Exercise brief =>
Across the data, every line with the word "entry" counts once; state the total alone.

Data excerpts =>
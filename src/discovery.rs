//! Descoberta recursiva dos arquivos de dados.

use std::path::{Path, PathBuf};

use tracing::debug;
use walkdir::WalkDir;

use crate::errors::EtlError;

/// Lista, em caminhos absolutos, todo arquivo sob `root` com a extensão dada.
///
/// A ordem é a do `WalkDir` com entradas ordenadas por nome, estável entre
/// execuções. Links simbólicos são seguidos, para arquivos e diretórios.
/// Resultado vazio não é erro.
///
/// # Errors
///
/// `EtlError::Discovery` se `root` não existir, não for diretório ou se
/// alguma entrada não puder ser lida.
pub fn find_files(root: &Path, extension: &str) -> Result<Vec<PathBuf>, EtlError> {
    let root = root.canonicalize().map_err(|_| EtlError::Discovery {
        root: root.to_path_buf(),
        source: None,
    })?;
    if !root.is_dir() {
        return Err(EtlError::Discovery { root, source: None });
    }

    let mut files = Vec::new();
    for entry in WalkDir::new(&root).follow_links(true).sort_by_file_name() {
        let entry = entry.map_err(|e| EtlError::Discovery {
            root: root.clone(),
            source: Some(e),
        })?;

        let matches = entry.file_type().is_file()
            && entry.path().extension().is_some_and(|ext| ext == extension);
        if matches {
            files.push(entry.into_path());
        }
    }

    debug!("{} arquivos '.{}' sob {}", files.len(), extension, root.display());
    Ok(files)
}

Answer for the task =>
5